Question 18.17: Uncertain N Requires Probability Distribution for PW for Exa...
Uncertain N Requires Probability Distribution for PW for Exact Answer
Aproject has a first cost of $22,000, no salvage value, and a net annual benefit of $4000. The firm uses an interest rate of 12%. The benefits may last 5, 10, or 15 years, with respective probabilities of 20%, 60%, and 20%. What is the expected value of the PW?
An approximate answer can be obtained by using the expected value for the number of years, 10 years. This is the best single estimate of the project’s life. Since 5 and 15 years are equidistant from 10 years and they have the same probability, the probability distribution is symmetric, and the mean (average) is the point of symmetry. Mathematically, the average life of 10 years equals .2 · 5 + .6 · 10 + .2 · 15. The PW for this life is:
PW = −22,000 + 4000(P/A,12%,10) = $601
The exact answer is obtained by finding the PW for each possible life, then finding the expected value, as shown in Exhibit 18.11.

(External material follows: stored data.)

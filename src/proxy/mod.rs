//! Rewriting proxy core
//!
//! This module provides:
//! - Link classification and proxied URL construction
//! - Fetch strategy selection (static vs. headless browser)
//! - Static and rendered page fetchers
//! - HTML rewriting so every navigation stays inside the proxy
//! - Request dispatch tying the above together

pub mod classify;
pub mod dispatch;
pub mod fetch;
pub mod rewrite;
pub mod strategy;

pub use classify::{classify, LinkClassification};
pub use dispatch::{Dispatcher, ProxyMode, ProxyRequest, ProxyResponse};
pub use fetch::{FetchResult, PageFetcher, RenderedFetcher, StaticFetcher};
pub use rewrite::{rewrite_document, RewriteContext};
pub use strategy::{FetchStrategy, FixedSelector, HostHintSelector, StrategySelector};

EXHIBIT 18.11 Exact expected value computations with uncertain N
| P.PW^{2} | P.PW | PW | P | N |
| $11,494,312 | −$1516 | −$7581 | .2 | 5 |
| 216,721 | 361 | 601 | .6 | 10 |
| 5,497,810 | 1049 | 5243 | .2 | 15 |
| 17,208,843 | Expected values −$106 | |||
σ_{PW} = \sqrt{17,208,843 − (−106^{2})} = \$4147
The exact value of the expected PW is negative, and it indicates a different recommendation than the approximate value does. That is, that the project should not be undertaken. Notice also that the standard deviation of the PW is relatively large.
It should be noted, however, that the approximation is not that far off. The $707 difference in calculated PWs is small relative to the uncertainty in the original values.